Collected data:
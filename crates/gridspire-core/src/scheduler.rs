//! Frame-driven production scheduler.
//!
//! Advances every placed, automated card's fractional output each tick and
//! flushes whole units into the ledger. The active-card set is cached and
//! invalidated through passive bus listeners (tier upgrades, placement
//! changes, state restores) instead of scanning the full card table every
//! frame.
//!
//! The scheduler is cooperative and single-threaded: the host calls
//! [`Scheduler::tick`] with the wall-clock delta between frames. It performs
//! no I/O and never blocks.

use crate::config::GameConfig;
use crate::efficiency::compute_efficiency;
use crate::event::{Event, EventKind};
use crate::fixed::{Fixed64, f64_to_fixed64};
use crate::id::CardId;
use crate::state::GameState;
use std::cell::Cell;
use std::rc::Rc;

/// Maximum simulated seconds per tick. A lag spike or a backgrounded tab
/// must not produce an enormous burst.
pub const MAX_TICK_SECONDS: f64 = 0.1;

#[derive(Debug)]
pub struct Scheduler {
    /// Cached placed+automated cards.
    active: Vec<CardId>,
    /// Set by bus listeners when the cache may be stale.
    cache_dirty: Rc<Cell<bool>>,
    running: bool,
    max_delta: Fixed64,
}

impl Scheduler {
    pub fn new() -> Self {
        Self {
            active: Vec::new(),
            cache_dirty: Rc::new(Cell::new(true)),
            running: false,
            max_delta: f64_to_fixed64(MAX_TICK_SECONDS),
        }
    }

    /// Register cache-invalidation listeners on the state's bus. Call once
    /// after construction.
    pub fn attach(&self, state: &mut GameState) {
        for kind in [
            EventKind::CardUpgraded,
            EventKind::CardPlaced,
            EventKind::CardRemoved,
            EventKind::StateRestored,
        ] {
            let dirty = Rc::clone(&self.cache_dirty);
            state
                .bus
                .subscribe(kind, Box::new(move |_| dirty.set(true)));
        }
    }

    /// Start ticking. Idempotent.
    pub fn start(&mut self) {
        self.running = true;
        self.cache_dirty.set(true);
    }

    /// Stop ticking. Idempotent; `tick` becomes a no-op.
    pub fn stop(&mut self) {
        self.running = false;
    }

    pub fn is_running(&self) -> bool {
        self.running
    }

    /// Cards currently in the active cache (after the last rebuild).
    pub fn active_count(&self) -> usize {
        self.active.len()
    }

    fn rebuild_cache(&mut self, state: &GameState) {
        self.active.clear();
        self.active.extend(
            state
                .cards()
                .filter(|c| c.placed.is_some() && c.automated)
                .map(|c| c.id),
        );
        self.cache_dirty.set(false);
    }

    /// Advance production by `delta_seconds` of wall-clock time.
    ///
    /// The delta is clamped to [`MAX_TICK_SECONDS`]; non-finite or negative
    /// deltas are rejected. Each active card's efficiency is recomputed
    /// first -- resource availability may have shifted since the last tick.
    ///
    /// Multi-output cards flush only their first declared output on the
    /// automated path. This is a deliberate simplification carried from the
    /// source design, not an oversight; secondary outputs exist only for
    /// manual yields.
    ///
    /// Returns the number of whole units flushed into the ledger.
    pub fn tick(&mut self, state: &mut GameState, config: &GameConfig, delta_seconds: f64) -> u64 {
        if !self.running {
            return 0;
        }
        if !delta_seconds.is_finite() || delta_seconds < 0.0 {
            tracing::warn!(delta_seconds, "rejecting invalid tick delta");
            return 0;
        }
        let clamped = f64_to_fixed64(delta_seconds.min(MAX_TICK_SECONDS)).min(self.max_delta);

        if self.cache_dirty.get() {
            self.rebuild_cache(state);
        }

        let mut flushed_total = 0u64;
        let mut i = 0;
        while i < self.active.len() {
            let card = self.active[i];

            // Defensive re-check: evict cards that stopped being active
            // between cache rebuilds.
            let still_active = state
                .card(card)
                .map(|c| c.placed.is_some() && c.automated)
                .unwrap_or(false);
            if !still_active {
                self.active.swap_remove(i);
                continue;
            }

            compute_efficiency(state, config, card);

            let Some(rate) = state.rate(card).copied() else {
                tracing::warn!(?card, "no production rate configured");
                i += 1;
                continue;
            };

            let produced = rate.actual_rate.saturating_mul(clamped);
            let idx = card.0 as usize;
            state.cards[idx].carry = state.cards[idx].carry.saturating_add(produced);

            let carry = state.cards[idx].carry;
            if carry >= Fixed64::ONE {
                let whole = carry.floor();
                state.cards[idx].carry = carry - whole;
                let amount = whole.to_num::<u64>();

                if let Some(&output) = config.card(card).and_then(|def| def.outputs.first()) {
                    // The ledger add may cascade (discovery, milestone
                    // unlocks) before the production event goes out.
                    let _ = state.add_whole(output, amount);
                    state.cards[idx].production =
                        state.cards[idx].production.saturating_add(amount);
                    let total_produced = state.cards[idx].production;
                    state.publish(Event::CardProduced {
                        card,
                        resource: output,
                        amount,
                        total_produced,
                    });
                    flushed_total += amount;
                }
            }

            i += 1;
        }
        flushed_total
    }
}

impl Default for Scheduler {
    fn default() -> Self {
        Self::new()
    }
}

// ===========================================================================
// Tests
// ===========================================================================

#[cfg(test)]
mod tests {
    use super::*;
    use crate::test_utils::*;
    use crate::upgrade;
    use std::cell::RefCell;
    use std::rc::Rc;

    fn automated_extractor() -> (crate::config::GameConfig, GameState, Scheduler) {
        let config = test_config();
        let mut state = GameState::new(&config);
        let mut scheduler = Scheduler::new();
        scheduler.attach(&mut state);
        scheduler.start();

        state.place_card(extractor(), 0, 0).unwrap();
        state.add_whole(ore(), 50).unwrap();
        upgrade::upgrade(&mut state, &config, extractor()).unwrap();
        state.subtract_whole(ore(), state.resource(ore())).unwrap();
        (config, state, scheduler)
    }

    // -----------------------------------------------------------------------
    // Test 1: Fractional accumulation and flush sequence
    // -----------------------------------------------------------------------
    #[test]
    fn carry_accumulates_and_flushes() {
        let config = test_config();
        let mut state = GameState::new(&config);
        let mut scheduler = Scheduler::new();
        scheduler.attach(&mut state);
        scheduler.start();

        // Base rate 1.0 at tier 1, doubled rate via a direct record for the
        // 2.0/s scenario: tick deltas 0.3, 0.3, 0.5 (clamped to 0.1 each
        // would distort the scenario, so drive it in 0.1 slices).
        state.cards[extractor().0 as usize].tier = 1;
        state.place_card(extractor(), 0, 0).unwrap();
        state.start_automation(&config, extractor()).unwrap();
        state.rates[extractor().0 as usize] = Some(crate::efficiency::ProductionRate {
            base_rate: fixed(2.0),
            efficiency: fixed(1.0),
            actual_rate: fixed(2.0),
        });

        // Accumulation is fixed-point, so compare with a 1-ulp-scale margin
        // rather than bit-exact literals.
        fn assert_close(a: Fixed64, b: f64) {
            let diff = (a - fixed(b)).abs();
            assert!(diff < fixed(1e-6), "expected ~{b}, got {a}");
        }

        // 0.3 s in 0.1 s slices: carry 0.6.
        for _ in 0..3 {
            scheduler.tick(&mut state, &config, 0.1);
        }
        assert_close(state.card(extractor()).unwrap().carry, 0.6);
        assert_eq!(state.resource(ore()), 0);

        // Another 0.3 s: carry 1.2 -> flush 1, leaving 0.2.
        for _ in 0..3 {
            scheduler.tick(&mut state, &config, 0.1);
        }
        assert_close(state.card(extractor()).unwrap().carry, 0.2);
        assert_eq!(state.resource(ore()), 1);

        // Another 0.5 s: 0.2 + 1.0 = 1.2 -> flush 1, leaving 0.2.
        for _ in 0..5 {
            scheduler.tick(&mut state, &config, 0.1);
        }
        assert_close(state.card(extractor()).unwrap().carry, 0.2);
        assert_eq!(state.resource(ore()), 2);
        assert_eq!(state.card(extractor()).unwrap().production, 2);
    }

    // -----------------------------------------------------------------------
    // Test 2: Delta clamping
    // -----------------------------------------------------------------------
    #[test]
    fn lag_spike_is_clamped() {
        let (config, mut state, mut scheduler) = automated_extractor();

        // A 10-second spike contributes at most 0.1 s of production.
        scheduler.tick(&mut state, &config, 10.0);
        assert_eq!(state.card(extractor()).unwrap().carry, fixed(0.1));
    }

    #[test]
    fn invalid_deltas_rejected() {
        let (config, mut state, mut scheduler) = automated_extractor();
        scheduler.tick(&mut state, &config, f64::NAN);
        scheduler.tick(&mut state, &config, -1.0);
        assert_eq!(state.card(extractor()).unwrap().carry, fixed(0.0));
    }

    // -----------------------------------------------------------------------
    // Test 3: Start/stop toggles
    // -----------------------------------------------------------------------
    #[test]
    fn stopped_scheduler_does_nothing() {
        let (config, mut state, mut scheduler) = automated_extractor();
        scheduler.stop();
        scheduler.stop(); // idempotent
        assert!(!scheduler.is_running());
        scheduler.tick(&mut state, &config, 0.1);
        assert_eq!(state.card(extractor()).unwrap().carry, fixed(0.0));

        scheduler.start();
        scheduler.start(); // idempotent
        scheduler.tick(&mut state, &config, 0.1);
        assert_eq!(state.card(extractor()).unwrap().carry, fixed(0.1));
    }

    // -----------------------------------------------------------------------
    // Test 4: Cache invalidation
    // -----------------------------------------------------------------------
    #[test]
    fn cache_rebuilds_after_upgrade() {
        let config = test_config();
        let mut state = GameState::new(&config);
        let mut scheduler = Scheduler::new();
        scheduler.attach(&mut state);
        scheduler.start();

        scheduler.tick(&mut state, &config, 0.05);
        assert_eq!(scheduler.active_count(), 0);

        state.place_card(extractor(), 0, 0).unwrap();
        state.add_whole(ore(), 50).unwrap();
        upgrade::upgrade(&mut state, &config, extractor()).unwrap();

        scheduler.tick(&mut state, &config, 0.05);
        assert_eq!(scheduler.active_count(), 1);
    }

    #[test]
    fn removed_card_is_evicted() {
        let (config, mut state, mut scheduler) = automated_extractor();
        scheduler.tick(&mut state, &config, 0.05);
        assert_eq!(scheduler.active_count(), 1);

        state.remove_card(extractor()).unwrap();
        scheduler.tick(&mut state, &config, 0.05);
        assert_eq!(scheduler.active_count(), 0);
    }

    // -----------------------------------------------------------------------
    // Test 5: Efficiency throttles output
    // -----------------------------------------------------------------------
    #[test]
    fn starved_converter_produces_nothing() {
        let config = test_config();
        let mut state = GameState::new(&config);
        let mut scheduler = Scheduler::new();
        scheduler.attach(&mut state);
        scheduler.start();

        // Smelter needs ore; there is none, so efficiency is 0.
        state.place_card(smelter(), 0, 0).unwrap();
        state.add_whole(ore(), 75).unwrap();
        state.add_whole(metal(), 20).unwrap();
        upgrade::upgrade(&mut state, &config, smelter()).unwrap();
        state.subtract_whole(ore(), state.resource(ore())).unwrap();

        for _ in 0..100 {
            scheduler.tick(&mut state, &config, 0.1);
        }
        // The upgrade consumed the seed resources and nothing was produced.
        assert_eq!(state.resource(metal()), 0);
        assert_eq!(state.card(smelter()).unwrap().carry, fixed(0.0));
    }

    // -----------------------------------------------------------------------
    // Test 6: Production event carries totals
    // -----------------------------------------------------------------------
    #[test]
    fn produced_event_reports_amount_and_total() {
        let (config, mut state, mut scheduler) = automated_extractor();

        let seen = Rc::new(RefCell::new(Vec::new()));
        let s = seen.clone();
        state.bus.subscribe(
            crate::event::EventKind::CardProduced,
            Box::new(move |event| {
                if let Event::CardProduced {
                    amount,
                    total_produced,
                    ..
                } = event
                {
                    s.borrow_mut().push((*amount, *total_produced));
                }
            }),
        );

        // 1.0/s for 1.0 s in 0.1 slices -> one whole unit.
        for _ in 0..10 {
            scheduler.tick(&mut state, &config, 0.1);
        }
        let events = seen.borrow();
        assert_eq!(events.len(), 1);
        assert_eq!(events[0], (1, 1));
    }
}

WHAT NEEDS TO BE DONE — Line count for the string "true": state how many lines in the data contain it, and output nothing else.

RESPONSE FOR THIS EXERCISE — 4